EXERCISE DETAILS:
A complete answer includes every line below with the word "usize".

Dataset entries
********
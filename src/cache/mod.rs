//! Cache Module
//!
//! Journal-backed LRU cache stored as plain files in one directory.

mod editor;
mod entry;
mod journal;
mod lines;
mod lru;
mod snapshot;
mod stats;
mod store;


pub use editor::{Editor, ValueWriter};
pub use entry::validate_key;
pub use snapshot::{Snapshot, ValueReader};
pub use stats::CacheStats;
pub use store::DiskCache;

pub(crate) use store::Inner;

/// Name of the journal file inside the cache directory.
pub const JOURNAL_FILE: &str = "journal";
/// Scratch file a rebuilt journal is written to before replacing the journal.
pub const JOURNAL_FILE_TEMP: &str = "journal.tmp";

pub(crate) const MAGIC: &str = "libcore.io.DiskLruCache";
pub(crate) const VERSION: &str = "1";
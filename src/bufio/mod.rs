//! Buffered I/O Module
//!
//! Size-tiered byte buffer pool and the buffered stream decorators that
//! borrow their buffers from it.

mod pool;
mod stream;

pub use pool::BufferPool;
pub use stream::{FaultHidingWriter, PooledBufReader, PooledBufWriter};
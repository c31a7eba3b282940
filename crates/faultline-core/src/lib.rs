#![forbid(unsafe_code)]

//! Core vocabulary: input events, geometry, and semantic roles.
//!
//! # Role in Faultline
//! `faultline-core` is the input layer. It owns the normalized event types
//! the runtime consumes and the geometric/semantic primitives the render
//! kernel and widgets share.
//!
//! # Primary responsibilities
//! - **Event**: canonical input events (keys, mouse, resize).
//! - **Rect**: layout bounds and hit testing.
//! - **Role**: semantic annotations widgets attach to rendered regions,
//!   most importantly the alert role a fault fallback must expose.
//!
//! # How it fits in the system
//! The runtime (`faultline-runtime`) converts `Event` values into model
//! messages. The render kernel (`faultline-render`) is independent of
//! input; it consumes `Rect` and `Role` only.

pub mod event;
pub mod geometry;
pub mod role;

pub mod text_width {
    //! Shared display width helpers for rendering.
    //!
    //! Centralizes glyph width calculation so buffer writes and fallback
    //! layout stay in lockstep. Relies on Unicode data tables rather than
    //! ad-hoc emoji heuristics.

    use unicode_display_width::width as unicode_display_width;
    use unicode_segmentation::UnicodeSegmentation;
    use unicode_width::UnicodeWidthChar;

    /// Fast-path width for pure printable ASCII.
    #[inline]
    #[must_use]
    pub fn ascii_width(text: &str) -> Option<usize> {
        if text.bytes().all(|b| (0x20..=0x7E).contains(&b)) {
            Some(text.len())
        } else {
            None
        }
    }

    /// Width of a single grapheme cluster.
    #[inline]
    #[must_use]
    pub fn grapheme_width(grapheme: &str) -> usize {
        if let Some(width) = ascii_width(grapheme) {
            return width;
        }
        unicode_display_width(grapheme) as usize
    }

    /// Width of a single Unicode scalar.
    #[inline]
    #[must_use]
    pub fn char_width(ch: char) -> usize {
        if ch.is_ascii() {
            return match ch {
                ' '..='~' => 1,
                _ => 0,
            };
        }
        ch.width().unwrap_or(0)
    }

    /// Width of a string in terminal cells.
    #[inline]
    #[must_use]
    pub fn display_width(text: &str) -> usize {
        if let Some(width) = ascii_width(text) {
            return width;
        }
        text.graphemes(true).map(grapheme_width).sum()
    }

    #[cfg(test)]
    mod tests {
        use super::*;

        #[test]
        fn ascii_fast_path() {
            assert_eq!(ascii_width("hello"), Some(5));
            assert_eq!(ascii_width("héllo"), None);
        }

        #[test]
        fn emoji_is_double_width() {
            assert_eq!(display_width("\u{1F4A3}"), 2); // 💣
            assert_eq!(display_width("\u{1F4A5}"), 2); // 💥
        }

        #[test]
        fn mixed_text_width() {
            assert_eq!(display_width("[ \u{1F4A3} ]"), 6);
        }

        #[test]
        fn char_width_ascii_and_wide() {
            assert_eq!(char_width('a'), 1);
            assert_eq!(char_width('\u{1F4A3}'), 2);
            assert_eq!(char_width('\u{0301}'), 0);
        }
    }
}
********
YOUR SOLUTION:
    pub fn ascii_width(text: &str) -> Option<usize> {
    pub fn grapheme_width(grapheme: &str) -> usize {
        unicode_display_width(grapheme) as usize
    pub fn char_width(ch: char) -> usize {
    pub fn display_width(text: &str) -> usize {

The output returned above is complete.